To use this library, you'll need a Linux ARM board running Swift 5.x 🚗.
The example below will use a Raspberry Pi 3B+ board, but you can easily modify the example to use one of the other supported boards. A full working demo project for the RaspberryPi3B+ is available in the Example directory.
Installation
First of all, make sure your board is running Swift 5.x ⚠️!
Since Swift 5.x supports Swift Package Manager, you only need to add SwiftFlowMeter as a dependency in your project's Package.swift
file:
let package = Package(
name: "MyProject",
dependencies: [
.package(url: "https://github.com/samco182/SwiftFlowMeter", from: "1.0.0"),
]
targets: [
.target(
name: "MyProject",
dependencies: ["SwiftFlowMeter"]),
]
)
Then run swift package update
to install the dependency.
Usage
The first thing is to initialize an instance of SwiftFlowMeter
.
The SwiftFlowMeter
initializer requires you to add a SensorCharacteristic
instance.

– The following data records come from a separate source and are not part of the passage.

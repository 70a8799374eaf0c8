//! Report domain type

use crate::domain::execution::Execution;
use crate::domain::query::ExecutionQuery;

/// Failed executions found by one query, together with the query itself
///
/// Exists only for the duration of a run.
#[derive(Debug, Clone, PartialEq, Eq)]
pub struct Report {
    query: ExecutionQuery,
    executions: Vec<Execution>,
}

impl Report {
    pub fn new(query: ExecutionQuery, executions: Vec<Execution>) -> Self {
        Self { query, executions }
    }

    pub fn query(&self) -> &ExecutionQuery {
        &self.query
    }

    /// Executions in the order the server returned them
    pub fn executions(&self) -> &[Execution] {
        &self.executions
    }

    /// Number of failed executions
    pub fn len(&self) -> usize {
        self.executions.len()
    }

    /// `true` when no execution failed in the window
    pub fn is_empty(&self) -> bool {
        self.executions.is_empty()
    }
}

This object represents the formula that describes the sensor's pulse frequency transformation to flow rate.
Once you have your meter
object, you can start getting the total flow per minute, or request flow rate readings per second, for example.
import Foundation
import SwiftFlowMeter
// Some sensors have an additional parameter, so their formula looks like F=k*Q+C. That is the `modifier` parameter for.
// If your sensor does not contains it, you can easily instantiate with SensorCharacteristic(kFactor: 10) instead.
let characteristic = SensorCharacteristic(kFactor: 10, modifier: .negative(4))
// You can also initialize the object without the .RaspberryPi3 parameter, since that is the default board.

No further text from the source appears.